Open-Source AI · Learn AI & machine learning

Applied ML vs Awesome LLM

Applied ML vs Awesome LLM compared for 2026 — features, license, ease of use, performance and which one to choose. How real companies actually ship ML vs Papers, models and tools of the LLM era.

Updated regularly · curated by OpenSourceAI.tech

Choose Applied ML for learning from what companies really did. Choose Awesome LLM for getting your bearings in the LLM landscape.

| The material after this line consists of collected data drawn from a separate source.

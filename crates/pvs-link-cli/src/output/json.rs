//! JSON-formatted output for CLI.

use serde::Serialize;
use serde_json::Value;

use super::OutputFormatter;

pub struct JsonOutput;

impl JsonOutput {
    pub fn new() -> Self {
        Self
    }

    fn to_json<T: Serialize + ?Sized>(value: &T) -> String {
        serde_json::to_string_pretty(value).unwrap_or_else(|_| "{}".to_string())
    }
}

impl Default for JsonOutput {
    fn default() -> Self {
        Self::new()
    }
}

impl OutputFormatter for JsonOutput {
    fn format_record(&self, record: &Value) -> String {
        Self::to_json(record)
    }

    fn format_devices(&self, devices: &[Value]) -> String {
        Self::to_json(devices)
    }
}

#[cfg(test)]
mod tests {
    use super::*;
    use serde_json::json;

    #[test]
    fn test_record_is_printed_as_is() {
        let record = json!({"result": "succeed", "percent": 42.5});
        let printed = JsonOutput::new().format_record(&record);
        let parsed: Value = serde_json::from_str(&printed).unwrap();
        assert_eq!(parsed, record);
        assert!(printed.contains('\n'));
    }

    #[test]
    fn test_devices_are_an_array() {
        let printed = JsonOutput::new().format_devices(&[json!({"SERIAL": "A"}), json!({"SERIAL": "B"})]);
        let parsed: Value = serde_json::from_str(&printed).unwrap();
        assert_eq!(parsed.as_array().map(Vec::len), Some(2));
    }
}
//! Tunnel command implementation.

use pvs_link_core::protocol::records::TunnelOptions;
use pvs_link_core::GatewayClient;

use crate::cli::{TunnelArgs, TunnelCommands};
use crate::error::Result;
use crate::input;
use crate::output::{render, OutputFormatter};

/// Run the tunnel command
pub async fn run_tunnel(
    args: TunnelArgs,
    client: &GatewayClient,
    output: &dyn OutputFormatter,
) -> Result<String> {
    match args.command {
        TunnelCommands::GetStatus => render(output, &client.tunnel_status().await?),
        TunnelCommands::Start {
            config_file,
            server,
            port,
        } => {
            let options = input::file_or_flags(config_file.as_deref(), || {
                Ok(TunnelOptions {
                    hostname: input::required(server, "server")?,
                    port,
                })
            })?;
            render(output, &client.start_tunnel(&options).await?)
        }
        TunnelCommands::DeleteAll => render(output, &client.delete_tunnels().await?),
    }
}
//! Request bodies built from a JSON file or from flags.

use std::path::Path;

use pvs_link_core::protocol::Record;

use crate::error::{CliError, InputFileError, Result};

/// Read a record from a JSON file, validating it against its schema.
pub fn read_record<T: Record>(path: &Path) -> Result<T> {
    let input_error = |source: InputFileError| CliError::InputFile {
        path: path.to_path_buf(),
        source,
    };

    let bytes = std::fs::read(path).map_err(|e| input_error(e.into()))?;
    T::from_slice(&bytes).map_err(|e| input_error(e.into()))
}

/// Use the file when one is given. Flags are only consulted without a file
/// and are never merged into it.
pub fn file_or_flags<T, F>(file: Option<&Path>, from_flags: F) -> Result<T>
where
    T: Record,
    F: FnOnce() -> Result<T>,
{
    match file {
        Some(path) => read_record(path),
        None => from_flags(),
    }
}

/// A flag the request cannot be built without.
pub fn required<T>(value: Option<T>, flag: &str) -> Result<T> {
    value.ok_or_else(|| CliError::Usage(format!("--{} or --config-file is required", flag)))
}
//! Inverter inventory as seen by the last discovery.

use serde::{Deserialize, Serialize};

use crate::protocol::schema::impl_record;

#[derive(Debug, Clone, PartialEq, Eq, Default, Serialize, Deserialize)]
pub struct InverterSerial {
    #[serde(rename = "serialNumber", default, skip_serializing_if = "Option::is_none")]
    pub serial_number: Option<String>,
}

/// Inverters that answered discovery, and expected ones that did not.
#[derive(Debug, Clone, PartialEq, Eq, Default, Serialize, Deserialize)]
pub struct InverterInventory {
    #[serde(default, skip_serializing_if = "Option::is_none")]
    pub found: Option<Vec<InverterSerial>>,
    #[serde(default, skip_serializing_if = "Option::is_none")]
    pub missing: Option<Vec<InverterSerial>>,
}

#[derive(Debug, Clone, PartialEq, Eq, Default, Serialize, Deserialize)]
pub struct DiscoveryInverters {
    #[serde(rename = "stringInverters", default, skip_serializing_if = "Option::is_none")]
    pub string_inverters: Option<InverterInventory>,
    #[serde(rename = "microInverters", default, skip_serializing_if = "Option::is_none")]
    pub micro_inverters: Option<InverterInventory>,
}

impl_record!(InverterSerial, InverterInventory, DiscoveryInverters);

#[cfg(test)]
mod tests {
    use super::*;
    use crate::protocol::schema::Record;
    use serde_json::json;

    #[test]
    fn test_inventory() {
        let inverters = DiscoveryInverters::from_json(&json!({
            "microInverters": {
                "found": [{"serialNumber": "E001"}, {"serialNumber": "E002"}],
                "missing": [{"serialNumber": "E003"}]
            }
        }))
        .unwrap();
        let micro = inverters.micro_inverters.unwrap();
        assert_eq!(micro.found.unwrap().len(), 2);
        assert_eq!(micro.missing.unwrap()[0].serial_number.as_deref(), Some("E003"));
        assert!(inverters.string_inverters.is_none());
    }
}
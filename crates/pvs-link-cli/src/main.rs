//! PVS-Link CLI - command-line interface for the local REST API of a PVS gateway.
//!
//! Every invocation makes one request, prints the response and exits with a
//! code that tells usage, network, gateway and data errors apart.

mod cli;
mod commands;
mod error;
mod input;
mod output;

use std::time::Duration;

use clap::error::ErrorKind;
use clap::Parser;
use pvs_link_core::{ClientConfig, GatewayClient};
use tracing::debug;
use tracing_subscriber::EnvFilter;

use cli::{Cli, Commands};
use error::{exit_codes, CliError};
use output::get_formatter;

fn main() {
    let cli = match Cli::try_parse() {
        Ok(cli) => cli,
        Err(e) => match e.kind() {
            ErrorKind::DisplayHelp | ErrorKind::DisplayVersion => e.exit(),
            _ => {
                let _ = e.print();
                std::process::exit(exit_codes::INVALID_ARGS);
            }
        },
    };

    init_logging(cli.verbose);

    let runtime = match tokio::runtime::Builder::new_current_thread()
        .enable_all()
        .build()
    {
        Ok(runtime) => runtime,
        Err(e) => {
            eprintln!("Error: {}", CliError::Io(e));
            std::process::exit(exit_codes::GENERAL_ERROR);
        }
    };

    match runtime.block_on(run(cli)) {
        Ok(printed) => {
            println!("{}", printed);
            std::process::exit(exit_codes::SUCCESS);
        }
        Err(e) => {
            eprintln!("Error: {}", e);
            std::process::exit(e.exit_code());
        }
    }
}

/// Log to stderr. `RUST_LOG` wins over `--verbose`.
fn init_logging(verbose: bool) {
    let default = if verbose { "debug" } else { "warn" };
    let filter = EnvFilter::try_from_default_env().unwrap_or_else(|_| EnvFilter::new(default));

    tracing_subscriber::fmt()
        .with_env_filter(filter)
        .with_writer(std::io::stderr)
        .with_target(false)
        .init();
}

async fn run(cli: Cli) -> Result<String, CliError> {
    let client = GatewayClient::new(ClientConfig {
        base_url: cli.base_url,
        timeout: Duration::from_millis(cli.timeout),
    })?;
    debug!(base_url = client.base_url(), timeout_ms = cli.timeout, "gateway client ready");
    let formatter = get_formatter(cli.output_format);
    let output = formatter.as_ref();

    match cli.command {
        Commands::Certificate(args) => commands::run_certificate(args, &client, output).await,
        Commands::Communication(args) => commands::run_communication(args, &client, output).await,
        Commands::Device(args) => commands::run_device(args, &client, output).await,
        Commands::Firmware(args) => commands::run_firmware(args, &client, output).await,
        Commands::GridProfile(args) => commands::run_grid_profile(args, &client, output).await,
        Commands::Inverter(args) => commands::run_inverter(args, &client, output).await,
        Commands::Network(args) => commands::run_network(args, &client, output).await,
        Commands::Pcs(args) => commands::run_pcs(args, &client, output).await,
        Commands::Ping(args) => commands::run_ping(args, &client, output).await,
        Commands::Status(args) => commands::run_status(args, &client, output).await,
        Commands::SystemHealth(args) => commands::run_system_health(args, &client, output).await,
        Commands::Traceroute(args) => commands::run_traceroute(args, &client, output).await,
        Commands::Tunnel(args) => commands::run_tunnel(args, &client, output).await,
        Commands::Whitelist(args) => commands::run_whitelist(args, &client, output).await,
    }
}
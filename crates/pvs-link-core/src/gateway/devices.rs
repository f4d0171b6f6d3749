use super::transport::GatewayClient;
use super::SERVER_ERROR;
use crate::error::{FailureKind, Result};
use crate::protocol::records::{
    ClaimOperation, DatalessResponse, DeviceList, DiscoveryInverters, DiscoveryProgress,
    DiscoveryRequest, OperationResult, Progress,
};
use crate::protocol::Endpoints;

/// Discovery or claim already running.
const BUSY: &[u16] = &[503];
const CLAIM_FAILED: &[u16] = &[500, 503];

impl GatewayClient {
    pub async fn discovery_progress(&self) -> Result<DiscoveryProgress> {
        self.get(Endpoints::discovery(), &[])
            .await
            .map_err(|e| e.escalate(SERVER_ERROR, FailureKind::Operation, "Failed to get discovery progress"))
    }

    /// Start a discovery run. Fails with a busy error if one is already running.
    pub async fn start_discovery(&self, request: &DiscoveryRequest) -> Result<DatalessResponse> {
        self.post(Endpoints::discovery(), Some(request))
            .await
            .map_err(|e| e.escalate(BUSY, FailureKind::Busy, "Failed to start discovery"))
    }

    /// Every device the gateway knows, with optional attributes when `detailed`.
    pub async fn list_devices(&self, detailed: bool) -> Result<DeviceList> {
        let detailed = if detailed { "true" } else { "false" };
        self.get(Endpoints::device_list(), &[("detailed", detailed)])
            .await
            .map_err(|e| e.escalate(BUSY, FailureKind::Busy, "Cannot get devices"))
    }

    pub async fn start_claim(&self, operations: &[ClaimOperation]) -> Result<OperationResult> {
        self.post(Endpoints::claim(), Some(operations))
            .await
            .map_err(|e| e.escalate(CLAIM_FAILED, FailureKind::Claim, "Failed to start claim"))
    }

    pub async fn claim_progress(&self) -> Result<Progress> {
        self.get(Endpoints::claim(), &[])
            .await
            .map_err(|e| e.escalate(CLAIM_FAILED, FailureKind::Claim, "Failed to get claim progress"))
    }

    /// Inverters found and missing since the last discovery.
    pub async fn inverters(&self) -> Result<DiscoveryInverters> {
        self.get(Endpoints::inverters(), &[])
            .await
            .map_err(|e| e.escalate(SERVER_ERROR, FailureKind::Operation, "Failed to get inverters"))
    }
}
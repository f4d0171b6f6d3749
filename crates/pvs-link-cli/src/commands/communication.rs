//! Communication command implementation.

use pvs_link_core::GatewayClient;

use crate::cli::{CommunicationArgs, CommunicationCommands};
use crate::error::Result;
use crate::output::{render, OutputFormatter};

/// Run the communication command
pub async fn run_communication(
    args: CommunicationArgs,
    client: &GatewayClient,
    output: &dyn OutputFormatter,
) -> Result<String> {
    match args.command {
        CommunicationCommands::GetInterfaces => render(output, &client.comm_interfaces().await?),
        CommunicationCommands::ScanWifi => render(output, &client.scan_wifi().await?),
        CommunicationCommands::GetP2pPairingInfo => {
            render(output, &client.p2p_pairing_info().await?)
        }
        CommunicationCommands::PairP2pClient { name } => {
            render(output, &client.pair_p2p_client(&name).await?)
        }
    }
}
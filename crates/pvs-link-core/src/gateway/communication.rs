use super::transport::GatewayClient;
use super::SERVER_ERROR;
use crate::error::{FailureKind, Result};
use crate::protocol::records::{
    CommunicationAp, CommunicationsInterfaces, P2pClientPaired, P2pPairRequest, P2pPairingInfo,
};
use crate::protocol::Endpoints;

impl GatewayClient {
    pub async fn comm_interfaces(&self) -> Result<CommunicationsInterfaces> {
        self.get(Endpoints::comm_interfaces(), &[])
            .await
            .map_err(|e| e.escalate(SERVER_ERROR, FailureKind::Operation, "Failed to get interfaces"))
    }

    pub async fn scan_wifi(&self) -> Result<CommunicationAp> {
        self.get(Endpoints::wifi_scan(), &[])
            .await
            .map_err(|e| e.escalate(SERVER_ERROR, FailureKind::Operation, "Failed to scan WiFi"))
    }

    pub async fn p2p_pairing_info(&self) -> Result<P2pPairingInfo> {
        self.get(Endpoints::p2p_pairing_info(), &[])
            .await
            .map_err(|e| e.escalate(SERVER_ERROR, FailureKind::Operation, "Failed to get P2P pairing info"))
    }

    pub async fn pair_p2p_client(&self, client_name: &str) -> Result<P2pClientPaired> {
        let body = P2pPairRequest {
            client_name: client_name.to_string(),
        };
        self.post(Endpoints::p2p_pair(), Some(&body))
            .await
            .map_err(|e| e.escalate(SERVER_ERROR, FailureKind::Operation, "Failed to pair P2P client"))
    }
}

#[cfg(test)]
mod tests {
    use crate::error::{ClientError, GatewayError};
    use crate::gateway::test_support::client_for;
    use mockito::Matcher;
    use serde_json::json;

    #[tokio::test]
    async fn test_pair_client() {
        let mut server = mockito::Server::new_async().await;
        let mock = server
            .mock("POST", "/dl_cgi/communication/p2p/pair")
            .match_body(Matcher::Json(json!({"client_name": "CM2"})))
            .with_status(200)
            .with_body(r#"{"status": 200, "body": {"message": "p2p client paired."}}"#)
            .create_async()
            .await;

        let paired = client_for(&server).pair_p2p_client("CM2").await.unwrap();
        mock.assert_async().await;
        assert_eq!(paired.status, Some(200));
        assert_eq!(
            paired.body.unwrap().message.as_deref(),
            Some("p2p client paired.")
        );
    }

    #[tokio::test]
    async fn test_scan_failure() {
        let mut server = mockito::Server::new_async().await;
        server
            .mock("GET", "/dl_cgi/communication/wifi/scan")
            .with_status(500)
            .with_body(r#"{"status": "radio off"}"#)
            .create_async()
            .await;

        let err = client_for(&server).scan_wifi().await.unwrap_err();
        assert!(matches!(err, ClientError::Gateway(GatewayError::Operation { .. })));
        assert_eq!(err.to_string(), "Failed to scan WiFi: radio off");
    }
}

Applied ML vs Awesome LLM at a glance

SpecApplied MLAwesome LLM
CategoryLearn AI & machine learningLearn AI & machine learning
TypeCurated papers & postsCurated list
LicenseMITCC0-1.0
Runs locallyYesYes
Primary languageMarkdownMarkdown
Ease of useIntermediateBeginner
Best forlearning from what companies really didgetting your bearings in the LLM landscape
GitHub stars29.9k27.1k

How Applied ML and Awesome LLM score

🤝 Too close to call — Applied ML and Awesome LLM land within a hair (3.8 vs 4.0 / 5). Pick on fit, not on score.
CriterionApplied MLAwesome LLM
Popularity3.53.5
Maintenance2.03.0
Ease of use3.55.0
Privacy5.05.0
License freedom5.03.5

Scores are computed automatically from public signals — GitHub stars (popularity), recent commit activity (maintenance), license type (freedom), local-first design (privacy) and onboarding complexity (ease of use). Indicative, not a verdict.

What each one is

Applied ML

Curated papers & posts · MIT

Eugene Yan's curated collection of papers and engineering blog posts on how companies actually build and deploy ML systems in production — organised by problem, not by algorithm.

  • Real production systems, not toy examples
  • Organised by problem, not by algorithm
  • Curated by a practising ML engineer
See the Applied ML page →

Awesome LLM

Curated list · CC0-1.0

A curated index of the LLM landscape: the foundational papers, the open models, the training and serving tools — updated as the field moves.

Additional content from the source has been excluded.